EXERCISE BRIEF – Word for word, return the lines from the top of the listing to the line containing "#![allow(clippy::expect_used)]", both ends included, and no others.

AVAILABLE DATA –
========================================================================

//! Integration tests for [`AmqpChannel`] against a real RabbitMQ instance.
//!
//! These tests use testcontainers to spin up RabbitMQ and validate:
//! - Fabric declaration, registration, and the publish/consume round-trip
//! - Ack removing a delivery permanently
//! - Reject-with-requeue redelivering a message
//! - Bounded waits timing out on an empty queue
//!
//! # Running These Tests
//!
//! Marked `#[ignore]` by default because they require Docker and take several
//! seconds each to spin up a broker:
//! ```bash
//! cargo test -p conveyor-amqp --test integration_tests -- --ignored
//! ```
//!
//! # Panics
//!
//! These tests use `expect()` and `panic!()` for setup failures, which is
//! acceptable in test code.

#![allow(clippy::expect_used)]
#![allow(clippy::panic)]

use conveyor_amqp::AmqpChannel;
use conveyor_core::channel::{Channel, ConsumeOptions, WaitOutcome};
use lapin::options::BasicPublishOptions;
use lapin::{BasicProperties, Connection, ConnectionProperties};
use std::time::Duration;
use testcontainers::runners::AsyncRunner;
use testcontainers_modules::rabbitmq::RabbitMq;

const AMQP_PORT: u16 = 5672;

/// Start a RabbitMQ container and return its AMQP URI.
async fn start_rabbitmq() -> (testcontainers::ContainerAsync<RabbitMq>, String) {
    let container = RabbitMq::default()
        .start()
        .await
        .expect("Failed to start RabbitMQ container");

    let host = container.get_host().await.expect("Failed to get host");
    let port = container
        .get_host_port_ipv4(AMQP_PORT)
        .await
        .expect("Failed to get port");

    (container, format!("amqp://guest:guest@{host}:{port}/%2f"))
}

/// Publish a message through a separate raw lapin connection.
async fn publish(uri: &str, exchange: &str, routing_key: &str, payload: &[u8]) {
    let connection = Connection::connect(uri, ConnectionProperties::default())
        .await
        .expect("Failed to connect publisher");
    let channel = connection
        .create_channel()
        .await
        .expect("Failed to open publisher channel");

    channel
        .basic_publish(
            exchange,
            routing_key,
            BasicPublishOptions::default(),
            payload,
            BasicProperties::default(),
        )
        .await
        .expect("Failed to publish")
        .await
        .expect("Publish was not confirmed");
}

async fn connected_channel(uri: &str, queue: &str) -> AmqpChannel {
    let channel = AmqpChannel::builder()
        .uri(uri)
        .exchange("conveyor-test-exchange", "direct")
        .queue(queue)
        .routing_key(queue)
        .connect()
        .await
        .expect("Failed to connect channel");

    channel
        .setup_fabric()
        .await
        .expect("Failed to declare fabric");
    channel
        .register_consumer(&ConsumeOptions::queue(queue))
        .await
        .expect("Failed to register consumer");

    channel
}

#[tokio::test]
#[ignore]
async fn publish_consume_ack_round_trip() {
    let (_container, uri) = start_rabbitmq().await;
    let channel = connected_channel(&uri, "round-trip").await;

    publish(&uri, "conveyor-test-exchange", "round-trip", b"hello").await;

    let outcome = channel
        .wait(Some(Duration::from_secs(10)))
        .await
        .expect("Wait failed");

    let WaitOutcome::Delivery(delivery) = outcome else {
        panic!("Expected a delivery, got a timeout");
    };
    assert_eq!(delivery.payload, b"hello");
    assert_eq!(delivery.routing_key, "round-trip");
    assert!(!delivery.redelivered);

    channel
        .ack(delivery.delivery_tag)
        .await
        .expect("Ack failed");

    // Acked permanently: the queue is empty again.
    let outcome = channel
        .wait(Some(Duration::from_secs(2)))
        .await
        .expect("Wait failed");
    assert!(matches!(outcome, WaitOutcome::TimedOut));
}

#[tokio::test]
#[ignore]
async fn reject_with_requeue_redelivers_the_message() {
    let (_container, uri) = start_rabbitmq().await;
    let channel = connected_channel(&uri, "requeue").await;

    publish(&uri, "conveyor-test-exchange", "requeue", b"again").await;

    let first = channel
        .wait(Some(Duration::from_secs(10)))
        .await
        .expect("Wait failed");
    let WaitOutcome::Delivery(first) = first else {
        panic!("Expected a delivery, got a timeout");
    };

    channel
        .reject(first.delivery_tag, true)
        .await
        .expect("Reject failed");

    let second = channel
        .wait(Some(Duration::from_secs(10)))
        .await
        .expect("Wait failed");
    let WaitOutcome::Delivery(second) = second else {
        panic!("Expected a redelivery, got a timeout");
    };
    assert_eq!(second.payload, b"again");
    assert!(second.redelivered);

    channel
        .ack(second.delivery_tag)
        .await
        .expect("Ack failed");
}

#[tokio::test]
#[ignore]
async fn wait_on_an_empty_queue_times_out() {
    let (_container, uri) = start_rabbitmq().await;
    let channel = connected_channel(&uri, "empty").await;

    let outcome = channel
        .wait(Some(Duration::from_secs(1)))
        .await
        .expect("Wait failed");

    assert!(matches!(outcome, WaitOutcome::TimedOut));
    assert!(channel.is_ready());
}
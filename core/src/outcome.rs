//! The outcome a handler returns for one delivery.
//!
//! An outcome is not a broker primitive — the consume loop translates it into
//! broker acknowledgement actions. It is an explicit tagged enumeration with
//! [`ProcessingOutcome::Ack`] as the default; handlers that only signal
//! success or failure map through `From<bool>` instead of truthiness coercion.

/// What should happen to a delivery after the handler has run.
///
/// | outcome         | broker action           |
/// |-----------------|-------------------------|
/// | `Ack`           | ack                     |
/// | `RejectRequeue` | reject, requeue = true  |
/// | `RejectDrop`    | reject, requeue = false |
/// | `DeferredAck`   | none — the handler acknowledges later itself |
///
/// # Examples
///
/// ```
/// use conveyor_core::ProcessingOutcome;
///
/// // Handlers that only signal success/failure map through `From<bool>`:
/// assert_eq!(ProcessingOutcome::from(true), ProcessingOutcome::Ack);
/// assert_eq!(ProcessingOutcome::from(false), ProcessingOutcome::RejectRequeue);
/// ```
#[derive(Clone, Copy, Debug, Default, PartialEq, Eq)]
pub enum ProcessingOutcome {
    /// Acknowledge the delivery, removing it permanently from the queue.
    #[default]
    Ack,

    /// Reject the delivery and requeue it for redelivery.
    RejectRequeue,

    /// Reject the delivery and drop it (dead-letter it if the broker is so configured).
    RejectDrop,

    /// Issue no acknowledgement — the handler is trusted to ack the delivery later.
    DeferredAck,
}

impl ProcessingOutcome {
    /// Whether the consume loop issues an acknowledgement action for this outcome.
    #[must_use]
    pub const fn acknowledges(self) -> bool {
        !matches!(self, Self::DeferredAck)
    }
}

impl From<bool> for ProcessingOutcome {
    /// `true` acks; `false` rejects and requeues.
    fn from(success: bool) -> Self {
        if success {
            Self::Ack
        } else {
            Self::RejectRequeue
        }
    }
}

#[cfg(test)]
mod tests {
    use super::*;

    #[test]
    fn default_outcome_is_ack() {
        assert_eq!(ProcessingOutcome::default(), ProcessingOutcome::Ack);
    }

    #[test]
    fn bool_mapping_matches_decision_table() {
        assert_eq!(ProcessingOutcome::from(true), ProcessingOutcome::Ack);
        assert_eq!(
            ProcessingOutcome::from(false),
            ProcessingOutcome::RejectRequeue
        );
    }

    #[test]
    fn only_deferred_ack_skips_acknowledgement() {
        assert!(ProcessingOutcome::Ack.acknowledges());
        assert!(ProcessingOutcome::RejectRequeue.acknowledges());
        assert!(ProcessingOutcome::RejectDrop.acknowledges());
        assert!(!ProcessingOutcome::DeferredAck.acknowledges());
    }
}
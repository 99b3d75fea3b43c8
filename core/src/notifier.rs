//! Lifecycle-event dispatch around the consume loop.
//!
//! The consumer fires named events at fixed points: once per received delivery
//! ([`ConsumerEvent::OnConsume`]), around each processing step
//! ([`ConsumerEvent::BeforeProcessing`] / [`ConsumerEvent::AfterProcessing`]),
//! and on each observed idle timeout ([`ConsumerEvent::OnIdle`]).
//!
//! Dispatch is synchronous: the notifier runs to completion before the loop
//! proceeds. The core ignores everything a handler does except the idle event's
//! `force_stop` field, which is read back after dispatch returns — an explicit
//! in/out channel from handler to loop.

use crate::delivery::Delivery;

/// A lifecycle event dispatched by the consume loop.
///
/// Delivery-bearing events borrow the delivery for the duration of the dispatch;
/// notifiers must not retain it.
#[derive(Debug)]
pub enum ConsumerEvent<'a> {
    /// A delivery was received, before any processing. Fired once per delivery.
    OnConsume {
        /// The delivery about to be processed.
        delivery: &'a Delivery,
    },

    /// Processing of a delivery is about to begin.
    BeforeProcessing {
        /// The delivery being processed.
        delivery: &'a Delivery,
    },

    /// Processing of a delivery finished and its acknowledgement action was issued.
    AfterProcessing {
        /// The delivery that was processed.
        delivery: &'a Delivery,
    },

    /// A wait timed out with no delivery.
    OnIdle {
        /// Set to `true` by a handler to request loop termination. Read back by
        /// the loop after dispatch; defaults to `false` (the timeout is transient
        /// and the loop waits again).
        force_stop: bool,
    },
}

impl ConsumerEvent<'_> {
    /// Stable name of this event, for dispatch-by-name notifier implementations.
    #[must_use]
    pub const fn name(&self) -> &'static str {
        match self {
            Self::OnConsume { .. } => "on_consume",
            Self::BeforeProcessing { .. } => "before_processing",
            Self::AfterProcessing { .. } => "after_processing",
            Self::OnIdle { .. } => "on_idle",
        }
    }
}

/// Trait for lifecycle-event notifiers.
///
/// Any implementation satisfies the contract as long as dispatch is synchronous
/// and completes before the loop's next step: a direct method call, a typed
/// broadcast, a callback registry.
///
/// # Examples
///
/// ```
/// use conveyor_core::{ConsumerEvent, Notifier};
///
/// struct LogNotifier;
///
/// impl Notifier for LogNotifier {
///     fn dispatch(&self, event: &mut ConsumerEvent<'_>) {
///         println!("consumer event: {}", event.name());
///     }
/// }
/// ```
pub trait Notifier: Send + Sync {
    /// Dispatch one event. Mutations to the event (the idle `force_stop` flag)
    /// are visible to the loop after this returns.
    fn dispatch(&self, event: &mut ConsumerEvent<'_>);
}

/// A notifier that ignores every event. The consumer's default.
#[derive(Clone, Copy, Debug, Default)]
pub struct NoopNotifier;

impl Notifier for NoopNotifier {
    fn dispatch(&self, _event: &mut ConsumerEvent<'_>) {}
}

========================================================================

ANSWER BELOW –
//! Integration tests for [`AmqpChannel`] against a real RabbitMQ instance.
//!
//! These tests use testcontainers to spin up RabbitMQ and validate:
//! - Fabric declaration, registration, and the publish/consume round-trip
//! - Ack removing a delivery permanently
//! - Reject-with-requeue redelivering a message
//! - Bounded waits timing out on an empty queue
//!
//! # Running These Tests
//!
//! Marked `#[ignore]` by default because they require Docker and take several
//! seconds each to spin up a broker:
//! ```bash
//! cargo test -p conveyor-amqp --test integration_tests -- --ignored
//! ```
//!
//! # Panics
//!
//! These tests use `expect()` and `panic!()` for setup failures, which is
//! acceptable in test code.

#![allow(clippy::expect_used)]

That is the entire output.